Collected data entries:

_ _ _ _ _ _ _

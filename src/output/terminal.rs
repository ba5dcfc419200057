//! Terminal table of visible rows.

use crate::models::{format_subnet, ViewState};
use crate::processing::VisibleRow;
use colored::Colorize;
use itertools::Itertools;

/// Pad `value` on the right to `width` characters.
pub fn format_field<T: ToString>(value: T, width: usize) -> String {
    let value_str = value.to_string();
    format!("{value_str:<width$}")
}

/// Tree guide for a row: one segment per ancestor, `┃` where it is locked.
fn depth_guide(row: &VisibleRow, color: bool) -> String {
    row.locked_ancestors
        .iter()
        .map(|&locked| match (locked, color) {
            (true, true) => "┃ ".yellow().to_string(),
            (true, false) => "┃ ".to_string(),
            (false, _) => "│ ".to_string(),
        })
        .join("")
}

/// Action hints the way the row buttons would read.
fn row_actions(row: &VisibleRow, state: &ViewState) -> String {
    let cidr = row.subnet.cidr();
    if state.is_split(cidr) {
        let toggle = if state.is_expanded(cidr) {
            "collapse"
        } else {
            "expand"
        };
        let join = if state.can_join(&row.subnet) {
            "join"
        } else {
            "-"
        };
        format!("{toggle}/{join}")
    } else if state.can_split(&row.subnet) {
        "split".to_string()
    } else {
        "-".to_string()
    }
}

/// Render one line per row: actions, indented CIDR, lock, name, range, hosts.
pub fn render_rows(rows: &[VisibleRow], state: &ViewState, color: bool) -> Vec<String> {
    rows.iter()
        .map(|row| {
            let f = format_subnet(&row.subnet);
            let lock = if row.locked { "[L]" } else { "   " };
            let name = format_field(row.name.as_deref().unwrap_or(""), 16);
            let cidr = format_field(&f.cidr, 18);
            let (cidr, lock, name) = if color {
                (
                    cidr.cyan().bold().to_string(),
                    lock.yellow().to_string(),
                    name.yellow().to_string(),
                )
            } else {
                (cidr, lock.to_string(), name)
            };
            format!(
                "{actions} {guide}{cidr} {lock} {name} {range:<33} {hosts:>10}",
                actions = format_field(row_actions(row, state), 16),
                guide = depth_guide(row, color),
                range = f.range(),
                hosts = f.hosts,
            )
            .trim_end()
            .to_string()
        })
        .collect()
}

/// Print the table with a header line.
pub fn print_rows(rows: &[VisibleRow], state: &ViewState) {
    println!(
        "{}",
        format!(
            "{:<16} {:<18} {:<3} {:<16} {:<33} {:>10}",
            "Actions", "CIDR", "", "Name", "Range (Network – Broadcast)", "Hosts"
        )
        .bold()
    );
    for line in render_rows(rows, state, true) {
        println!("{line}");
    }
    log::info!("Printed {} rows", rows.len());
}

_ _ _ _ _ _ _

> **Exercise aim**
Give back every line of the data exactly.

> **Reply to the exercise**
filename src/output/terminal.rs
repository ba5dcfc419200057
//! Terminal table of visible rows.

use crate::models::{format_subnet, ViewState};
use crate::processing::VisibleRow;
use colored::Colorize;
use itertools::Itertools;

/// Pad `value` on the right to `width` characters.
pub fn format_field<T: ToString>(value: T, width: usize) -> String {
    let value_str = value.to_string();
    format!("{value_str:<width$}")
}

/// Tree guide for a row: one segment per ancestor, `┃` where it is locked.
fn depth_guide(row: &VisibleRow, color: bool) -> String {
    row.locked_ancestors
        .iter()
        .map(|&locked| match (locked, color) {
            (true, true) => "┃ ".yellow().to_string(),
            (true, false) => "┃ ".to_string(),
            (false, _) => "│ ".to_string(),
        })
        .join("")
}

/// Action hints the way the row buttons would read.
fn row_actions(row: &VisibleRow, state: &ViewState) -> String {
    let cidr = row.subnet.cidr();
    if state.is_split(cidr) {
        let toggle = if state.is_expanded(cidr) {
            "collapse"
        } else {
            "expand"
        };
        let join = if state.can_join(&row.subnet) {
            "join"
        } else {
            "-"
        };
        format!("{toggle}/{join}")
    } else if state.can_split(&row.subnet) {
        "split".to_string()
    } else {
        "-".to_string()
    }
}

/// Render one line per row: actions, indented CIDR, lock, name, range, hosts.
pub fn render_rows(rows: &[VisibleRow], state: &ViewState, color: bool) -> Vec<String> {
    rows.iter()
        .map(|row| {
            let f = format_subnet(&row.subnet);
            let lock = if row.locked { "[L]" } else { "   " };
            let name = format_field(row.name.as_deref().unwrap_or(""), 16);
            let cidr = format_field(&f.cidr, 18);
            let (cidr, lock, name) = if color {
                (
                    cidr.cyan().bold().to_string(),
                    lock.yellow().to_string(),
                    name.yellow().to_string(),
                )
            } else {
                (cidr, lock.to_string(), name)
            };
            format!(
                "{actions} {guide}{cidr} {lock} {name} {range:<33} {hosts:>10}",
                actions = format_field(row_actions(row, state), 16),
                guide = depth_guide(row, color),
                range = f.range(),
                hosts = f.hosts,
            )
            .trim_end()
            .to_string()
        })
        .collect()
}

/// Print the table with a header line.
pub fn print_rows(rows: &[VisibleRow], state: &ViewState) {
    println!(
        "{}",
        format!(
            "{:<16} {:<18} {:<3} {:<16} {:<33} {:>10}",
            "Actions", "CIDR", "", "Name", "Range (Network – Broadcast)", "Hosts"
        )
        .bold()
    );
    for line in render_rows(rows, state, true) {
        println!("{line}");
    }
    log::info!("Printed {} rows", rows.len());
}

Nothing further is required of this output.